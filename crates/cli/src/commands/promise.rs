// SPDX-License-Identifier: BUSL-1.1
// Copyright (c) 2026 Alfred Jean LLC

//! `coders promise` - Publish this session's terminal promise

use crate::client::{connect_store, current_session_id};
use anyhow::{Context, Result};
use clap::Args;
use coders_core::{Clock, Promise, PromiseStatus, SystemClock};
use coders_store::RecordsExt;

#[derive(Args)]
pub struct PromiseArgs {
    /// One-line summary of the outcome
    pub summary: String,

    /// completed, blocked, or needs-review
    #[arg(long, default_value = "completed")]
    pub status: String,

    /// What is blocking, repeatable (use with --status blocked)
    #[arg(long = "blocker")]
    pub blockers: Vec<String>,

    /// Session id override (defaults to CODERS_SESSION_ID or tmux lookup)
    #[arg(long)]
    pub session: Option<String>,
}

pub async fn run(args: PromiseArgs) -> Result<()> {
    let status: PromiseStatus = args
        .status
        .parse()
        .with_context(|| "config: invalid --status")?;

    let session_id = match args.session {
        Some(id) => coders_core::SessionId::new(id),
        None => current_session_id().await?,
    };

    // Promises are the loop's gate; publishing must not silently no-op.
    let store = connect_store().await?;

    let promise = Promise {
        session_id: session_id.clone(),
        timestamp: SystemClock.now_ms(),
        summary: args.summary,
        status,
        blockers: args.blockers,
    };
    store.put_promise(&promise).await.context("promise")?;

    println!("promise published for {} ({})", session_id, status);
    Ok(())
}
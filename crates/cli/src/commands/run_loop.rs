// SPDX-License-Identifier: BUSL-1.1
// Copyright (c) 2026 Alfred Jean LLC

//! `coders loop` - Work through tasks, one session per task

use crate::client::connect_store;
use anyhow::{anyhow, Context, Result};
use clap::Args;
use coders_adapters::{DesktopNotifyAdapter, TmuxMux};
use coders_core::{LoopId, LoopStatus, SystemClock, Tool};
use coders_engine::{
    detach::spawn_detached, paths, resolve_cwd, run_task_loop, ExecSpawner, LoopConfig, Shutdown,
};
use coders_sources::{MultiSource, SourceSpec};

#[derive(Args)]
pub struct LoopArgs {
    /// Task source spec, repeatable (e.g. todolist:path=/tmp/t.md)
    #[arg(long = "source", required = true)]
    pub sources: Vec<String>,

    /// Working directory for spawned sessions
    #[arg(long)]
    pub cwd: Option<String>,

    /// Tool to start the loop with
    #[arg(long, default_value = "claude")]
    pub tool: String,

    /// Model override passed to the tool
    #[arg(long)]
    pub model: Option<String>,

    /// Stop the loop when a task comes back blocked
    #[arg(long)]
    pub stop_on_blocked: bool,

    /// Skip tasks that are blocked by other tasks
    #[arg(long)]
    pub only_ready: bool,

    /// Detach: run the loop in a background process and return immediately
    #[arg(long)]
    pub background: bool,

    /// Loop id (generated when omitted)
    #[arg(long)]
    pub loop_id: Option<String>,
}

pub async fn run(args: LoopArgs) -> Result<()> {
    let tool: Tool = args.tool.parse().with_context(|| "config: invalid --tool")?;

    // Parse early so a bad spec fails fast in both modes.
    let specs: Vec<SourceSpec> = args
        .sources
        .iter()
        .map(|raw| raw.parse())
        .collect::<Result<_, _>>()
        .context("config")?;

    let loop_id = LoopId::new(
        args.loop_id
            .clone()
            .unwrap_or_else(|| format!("loop-{}", &uuid::Uuid::new_v4().to_string()[..8])),
    );

    if args.background {
        let child_args = background_args(&args, &specs, &loop_id);
        let log_path = paths::logs_dir().join(format!("{}.log", loop_id));
        let pid = spawn_detached(&child_args, &log_path)
            .context("loop: failed to start background process")?;
        println!("loop {} started in background (pid {})", loop_id, pid);
        println!("log: {}", log_path.display());
        return Ok(());
    }

    let cwd = match &args.cwd {
        Some(raw) => resolve_cwd(raw).await.context("loop")?,
        None => std::env::current_dir().context("loop: cannot resolve current directory")?,
    };

    let store = connect_store().await?;
    let sources = MultiSource::from_specs(&specs).context("config")?;
    let mux = TmuxMux::new();
    let notify = DesktopNotifyAdapter::new();
    let shutdown = Shutdown::install_signals().context("loop: signal setup failed")?;

    let mut cfg = LoopConfig::new(loop_id, cwd, tool);
    cfg.model = args.model.clone();
    cfg.stop_on_blocked = args.stop_on_blocked;
    cfg.only_ready = args.only_ready;

    let report = run_task_loop(
        &mux,
        &store,
        &ExecSpawner,
        &notify,
        &SystemClock,
        &sources,
        &cfg,
        &shutdown,
    )
    .await
    .context("loop")?;

    sources.close().await.ok();

    println!(
        "loop {}: {} ({}/{} tasks completed)",
        cfg.loop_id, report.status, report.completed, report.total_tasks
    );
    if report.status == LoopStatus::Failed {
        return Err(anyhow!("loop finished with status failed"));
    }
    Ok(())
}

/// Rebuild the argument list for the background re-exec.
///
/// Specs go through their parsed `Display` form, which round-trips exactly.
fn background_args(args: &LoopArgs, specs: &[SourceSpec], loop_id: &LoopId) -> Vec<String> {
    let mut child = vec!["loop".to_string()];
    for spec in specs {
        child.push("--source".to_string());
        child.push(spec.to_string());
    }
    if let Some(ref cwd) = args.cwd {
        child.push("--cwd".to_string());
        child.push(cwd.clone());
    }
    child.push("--tool".to_string());
    child.push(args.tool.clone());
    if let Some(ref model) = args.model {
        child.push("--model".to_string());
        child.push(model.clone());
    }
    if args.stop_on_blocked {
        child.push("--stop-on-blocked".to_string());
    }
    if args.only_ready {
        child.push("--only-ready".to_string());
    }
    child.push("--loop-id".to_string());
    child.push(loop_id.to_string());
    child
}

#[cfg(test)]
#[path = "run_loop_tests.rs"]
mod tests;
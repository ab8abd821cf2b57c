// SPDX-License-Identifier: BUSL-1.1
// Copyright (c) 2026 Alfred Jean LLC

//! Cooperative shutdown signal shared by every long-running loop.
//!
//! Loops race their tick sleep against [`Shutdown::cancelled`]; on
//! SIGINT/SIGTERM they finish the in-flight store write and exit.

use tokio::signal::unix::{signal, SignalKind};
use tokio::sync::watch;

/// Cloneable cancellation token.
#[derive(Clone)]
pub struct Shutdown {
    rx: watch::Receiver<bool>,
}

/// The sending half; dropping it does NOT trigger shutdown.
pub struct ShutdownHandle {
    tx: watch::Sender<bool>,
}

impl ShutdownHandle {
    pub fn trigger(&self) {
        let _ = self.tx.send(true);
    }
}

impl Shutdown {
    /// A token pair for manual control (tests, nested loops).
    pub fn new() -> (ShutdownHandle, Shutdown) {
        let (tx, rx) = watch::channel(false);
        (ShutdownHandle { tx }, Shutdown { rx })
    }

    /// A token triggered by SIGINT or SIGTERM.
    ///
    /// Installing the handlers can only fail if the runtime has no signal
    /// driver; that is a programming error surfaced as io::Error.
    pub fn install_signals() -> std::io::Result<Shutdown> {
        let (handle, token) = Shutdown::new();
        let mut sigint = signal(SignalKind::interrupt())?;
        let mut sigterm = signal(SignalKind::terminate())?;
        tokio::spawn(async move {
            tokio::select! {
                _ = sigint.recv() => tracing::info!("received SIGINT, shutting down"),
                _ = sigterm.recv() => tracing::info!("received SIGTERM, shutting down"),
            }
            handle.trigger();
        });
        Ok(token)
    }

    /// Whether shutdown has been requested.
    pub fn is_cancelled(&self) -> bool {
        *self.rx.borrow()
    }

    /// Resolve when shutdown is requested. Safe to use in `select!` arms.
    pub async fn cancelled(&self) {
        let mut rx = self.rx.clone();
        if *rx.borrow() {
            return;
        }
        // An error means the sender is gone; treat as "never cancelled"
        // and park forever rather than spinning.
        while rx.changed().await.is_ok() {
            if *rx.borrow() {
                return;
            }
        }
        std::future::pending::<()>().await;
    }
}

#[cfg(test)]
#[path = "shutdown_tests.rs"]
mod tests;
// SPDX-License-Identifier: BUSL-1.1
// Copyright (c) 2026 Alfred Jean LLC

//! `coders health` - One-shot or continuous health check

use crate::client::connect_store;
use anyhow::{Context, Result};
use clap::Args;
use coders_adapters::TmuxMux;
use coders_core::{format_elapsed_ms, HealthCheckSummary, SystemClock};
use coders_engine::{env, run_health_check_once, run_health_check_watch, Shutdown};

#[derive(Args)]
pub struct HealthArgs {
    /// Keep checking on an interval instead of exiting after one pass
    #[arg(long)]
    pub watch: bool,
}

pub async fn run(args: HealthArgs) -> Result<()> {
    // Unlike spawn, a health check without the store is meaningless: abort.
    let store = connect_store().await?;
    let mux = TmuxMux::new();

    if args.watch {
        let shutdown = Shutdown::install_signals().context("health: signal setup failed")?;
        run_health_check_watch(
            &mux,
            &store,
            &SystemClock,
            env::health_interval(),
            &shutdown,
            print_summary,
        )
        .await
        .context("health")?;
    } else {
        let summary = run_health_check_once(&mux, &store, &SystemClock)
            .await
            .context("health")?;
        print_summary(&summary);
    }
    Ok(())
}

fn print_summary(summary: &HealthCheckSummary) {
    if summary.results.is_empty() {
        println!("no managed sessions");
        return;
    }
    for result in &summary.results {
        let age = result
            .heartbeat_age_ms
            .map(format_elapsed_ms)
            .unwrap_or_else(|| "-".to_string());
        println!(
            "{:<40} {:<12} hb {:<8} {}",
            result.session_id, result.status, age, result.message
        );
    }
    println!(
        "{} healthy, {} stale, {} dead, {} stuck, {} unresponsive",
        summary.healthy, summary.stale, summary.dead, summary.stuck, summary.unresponsive
    );
}
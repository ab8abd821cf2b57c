// SPDX-License-Identifier: BUSL-1.1
// Copyright (c) 2026 Alfred Jean LLC

use super::*;
use coders_adapters::FakeMux;
use coders_core::FakeClock;
use coders_store::MemoryStore;
use serial_test::serial;

fn fast_ready_env() -> tempfile::TempDir {
    let dir = tempfile::tempdir().unwrap();
    std::env::set_var("CODERS_READY_TIMEOUT_MS", "50");
    std::env::set_var("CODERS_STATE_DIR", dir.path());
    dir
}

fn request(dir: &tempfile::TempDir) -> LaunchRequest {
    LaunchRequest::new(Tool::Claude, "write the readme", dir.path())
}

#[tokio::test]
#[serial]
async fn launch_creates_session_with_derived_id() {
    let _env = fast_ready_env();
    let mux = FakeMux::new();
    let store = MemoryStore::new();
    let clock = FakeClock::at(5_000);
    let dir = tempfile::tempdir().unwrap();

    let report = launch(&mux, Some(&store), &NullSpawner, &clock, &request(&dir))
        .await
        .unwrap();

    assert_eq!(report.session_id.as_str(), "coder-claude-write-the-readme");
    assert!(mux.session_exists(&report.session_id).await.unwrap());
    assert!(report.ready);
}

#[tokio::test]
#[serial]
async fn command_line_carries_session_env_and_prompt_redirect() {
    let _env = fast_ready_env();
    let mux = FakeMux::new();
    let store = MemoryStore::new();
    let clock = FakeClock::at(0);
    let dir = tempfile::tempdir().unwrap();

    let report = launch(&mux, Some(&store), &NullSpawner, &clock, &request(&dir))
        .await
        .unwrap();

    let session = mux.session(&report.session_id).unwrap();
    assert!(session
        .command_line
        .contains("CODERS_SESSION_ID=coder-claude-write-the-readme"));
    assert!(session.command_line.contains("claude <"));
    // Prompt file was written with the task and the publish instruction
    let prompt_path = crate::paths::prompt_file(&report.session_id);
    let prompt = std::fs::read_to_string(prompt_path).unwrap();
    assert!(prompt.starts_with("TASK: write the readme"));
    assert!(prompt.contains("/coders:promise"));
}

#[tokio::test]
#[serial]
async fn conflicting_session_id_fails() {
    let _env = fast_ready_env();
    let mux = FakeMux::new();
    let store = MemoryStore::new();
    let clock = FakeClock::at(0);
    let dir = tempfile::tempdir().unwrap();
    let req = request(&dir);

    launch(&mux, Some(&store), &NullSpawner, &clock, &req)
        .await
        .unwrap();
    let err = launch(&mux, Some(&store), &NullSpawner, &clock, &req)
        .await
        .unwrap_err();
    assert!(matches!(err, EngineError::SessionConflict(_)));
}

#[tokio::test]
#[serial]
async fn missing_cwd_fails() {
    let _env = fast_ready_env();
    let mux = FakeMux::new();
    let store = MemoryStore::new();
    let clock = FakeClock::at(0);
    let mut req = LaunchRequest::new(Tool::Claude, "x", "/nonexistent/place");
    req.session_id = Some(SessionId::new("coder-claude-x"));

    let err = launch(&mux, Some(&store), &NullSpawner, &clock, &req)
        .await
        .unwrap_err();
    assert!(matches!(err, EngineError::DirectoryNotFound(_)));
}

#[tokio::test]
#[serial]
async fn restart_on_crash_persists_session_state() {
    let _env = fast_ready_env();
    let mux = FakeMux::new();
    let store = MemoryStore::new();
    let clock = FakeClock::at(9_000);
    let dir = tempfile::tempdir().unwrap();
    let mut req = request(&dir);
    req.restart_on_crash = true;
    req.max_restarts = 2;

    let report = launch(&mux, Some(&store), &NullSpawner, &clock, &req)
        .await
        .unwrap();
    let state = store
        .get_session_state(&report.session_id)
        .await
        .unwrap()
        .unwrap();
    assert_eq!(state.restart_count, 0);
    assert_eq!(state.max_restarts, 2);
    assert_eq!(state.created_at, 9_000);
    assert_eq!(state.tool, Tool::Claude);
}

#[tokio::test]
#[serial]
async fn no_store_degrades_with_warning() {
    let _env = fast_ready_env();
    let mux = FakeMux::new();
    let clock = FakeClock::at(0);
    let dir = tempfile::tempdir().unwrap();
    let mut req = request(&dir);
    req.restart_on_crash = true;

    let report = launch(
        &mux,
        None::<&MemoryStore>,
        &NullSpawner,
        &clock,
        &req,
    )
    .await
    .unwrap();
    assert!(report
        .warnings
        .iter()
        .any(|w| w.contains("without crash-restart")));
}

#[tokio::test]
#[serial]
async fn readiness_timeout_is_warning_not_error() {
    let _env = fast_ready_env();
    let mux = FakeMux::new();
    mux.set_spawn_tool_running(false);
    let store = MemoryStore::new();
    let clock = FakeClock::at(0);
    let dir = tempfile::tempdir().unwrap();
    let req = request(&dir);

    let report = launch(&mux, Some(&store), &NullSpawner, &clock, &req)
        .await
        .unwrap();
    assert!(!report.ready);
    assert!(report.warnings.iter().any(|w| w.contains("not observed")));
    // The session itself is still up
    assert!(mux.session_exists(&report.session_id).await.unwrap());
}

#[tokio::test]
#[serial]
async fn pinned_session_id_wins_over_derived() {
    let _env = fast_ready_env();
    let mux = FakeMux::new();
    let store = MemoryStore::new();
    let clock = FakeClock::at(0);
    let dir = tempfile::tempdir().unwrap();
    let mut req = request(&dir);
    req.session_id = Some(SessionId::new("coder-claude-pinned"));

    let report = launch(&mux, Some(&store), &NullSpawner, &clock, &req)
        .await
        .unwrap();
    assert_eq!(report.session_id.as_str(), "coder-claude-pinned");
}

#[tokio::test]
#[serial]
async fn relaunch_rebuilds_with_restart_note() {
    let _env = fast_ready_env();
    let mux = FakeMux::new();
    let dir = tempfile::tempdir().unwrap();
    let id = SessionId::new("coder-claude-retry");
    let state = SessionState {
        session_id: id.clone(),
        name: "claude-retry".to_string(),
        tool: Tool::Claude,
        task: "keep going".to_string(),
        cwd: dir.path().to_path_buf(),
        model: None,
        alt_backend: false,
        heartbeat: false,
        restart_on_crash: true,
        max_restarts: 3,
        restart_count: 1,
        last_restart_at: Some(1),
        created_at: 0,
    };

    relaunch(&mux, &NullSpawner, &state).await.unwrap();
    assert!(mux.session_exists(&id).await.unwrap());
    let prompt = std::fs::read_to_string(crate::paths::prompt_file(&id)).unwrap();
    assert!(prompt.contains("restart #1"));
}

#[tokio::test]
async fn resolve_cwd_accepts_absolute_dir() {
    let dir = tempfile::tempdir().unwrap();
    let resolved = resolve_cwd(dir.path().to_str().unwrap()).await.unwrap();
    assert_eq!(resolved, dir.path());
}

#[tokio::test]
async fn resolve_cwd_rejects_missing() {
    let err = resolve_cwd("/definitely/not/here").await.unwrap_err();
    assert!(matches!(err, EngineError::DirectoryNotFound(_)));
}
// SPDX-License-Identifier: BUSL-1.1
// Copyright (c) 2026 Alfred Jean LLC

use super::*;

#[yare::parameterized(
    fresh          = { 0, HealthStatus::Healthy },
    almost_stale   = { 59, HealthStatus::Healthy },
    stale_boundary = { 60, HealthStatus::Stale },
    mid_stale      = { 299, HealthStatus::Stale },
    dead_boundary  = { 300, HealthStatus::Dead },
    long_dead      = { 3600, HealthStatus::Dead },
)]
fn classify_boundaries(age_secs: u64, expected: HealthStatus) {
    assert_eq!(
        classify_heartbeat_age(Duration::from_secs(age_secs)),
        expected
    );
}

#[test]
fn sub_second_boundary_is_exact() {
    assert_eq!(
        classify_heartbeat_age(Duration::from_millis(59_999)),
        HealthStatus::Healthy
    );
    assert_eq!(
        classify_heartbeat_age(Duration::from_millis(60_000)),
        HealthStatus::Stale
    );
}

#[test]
fn summary_counts_statuses() {
    let result = |status| HealthCheckResult {
        session_id: SessionId::new("coder-claude-x"),
        timestamp: 0,
        tmux_alive: true,
        process_running: true,
        heartbeat_age_ms: None,
        output_hash: None,
        previous_output_hash: None,
        output_stale_for_ms: 0,
        status,
        message: String::new(),
    };
    let summary = HealthCheckSummary::from_results(
        7,
        vec![
            result(HealthStatus::Healthy),
            result(HealthStatus::Healthy),
            result(HealthStatus::Stuck),
            result(HealthStatus::Dead),
            result(HealthStatus::Unresponsive),
        ],
    );
    assert_eq!(summary.timestamp, 7);
    assert_eq!(summary.healthy, 2);
    assert_eq!(summary.stuck, 1);
    assert_eq!(summary.dead, 1);
    assert_eq!(summary.unresponsive, 1);
    assert_eq!(summary.stale, 0);
    assert_eq!(summary.results.len(), 5);
}

#[test]
fn status_serializes_lowercase() {
    assert_eq!(
        serde_json::to_string(&HealthStatus::Unresponsive).unwrap(),
        "\"unresponsive\""
    );
}
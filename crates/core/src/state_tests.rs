// SPDX-License-Identifier: BUSL-1.1
// Copyright (c) 2026 Alfred Jean LLC

use super::*;

fn sample() -> SessionState {
    SessionState {
        session_id: SessionId::new("coder-claude-fix-login"),
        name: "claude-fix-login".to_string(),
        tool: Tool::Claude,
        task: "fix login".to_string(),
        cwd: PathBuf::from("/tmp"),
        model: None,
        alt_backend: false,
        heartbeat: true,
        restart_on_crash: true,
        max_restarts: DEFAULT_MAX_RESTARTS,
        restart_count: 0,
        last_restart_at: None,
        created_at: 1000,
    }
}

#[test]
fn json_round_trip() {
    let state = sample();
    let json = serde_json::to_string(&state).unwrap();
    let back: SessionState = serde_json::from_str(&json).unwrap();
    assert_eq!(back.session_id, state.session_id);
    assert_eq!(back.tool, Tool::Claude);
    assert_eq!(back.max_restarts, 3);
}

#[test]
fn record_restart_bumps_count_and_timestamp() {
    let mut state = sample();
    state.record_restart(5000);
    assert_eq!(state.restart_count, 1);
    assert_eq!(state.last_restart_at, Some(5000));
    state.record_restart(9000);
    assert_eq!(state.restart_count, 2);
}

#[test]
fn budget_exhausted_at_max() {
    let mut state = sample();
    assert!(!state.budget_exhausted());
    state.restart_count = 3;
    assert!(state.budget_exhausted());
}

#[test]
fn missing_optional_fields_default() {
    // Records written by older builds may lack runtime fields.
    let json = r#"{
        "session_id": "coder-claude-x",
        "name": "claude-x",
        "tool": "claude",
        "task": "x",
        "cwd": "/tmp",
        "heartbeat": true,
        "restart_on_crash": true,
        "max_restarts": 3,
        "created_at": 0
    }"#;
    let state: SessionState = serde_json::from_str(json).unwrap();
    assert_eq!(state.restart_count, 0);
    assert!(state.last_restart_at.is_none());
    assert!(!state.alt_backend);
}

------------------------------

■ **WHAT IS EXPECTED**
Single out each line of the records above with the string "Duration" in it, and copy it.

■ **COMPLETED EXERCISE**
        classify_heartbeat_age(Duration::from_secs(age_secs)),
        classify_heartbeat_age(Duration::from_millis(59_999)),
        classify_heartbeat_age(Duration::from_millis(60_000)),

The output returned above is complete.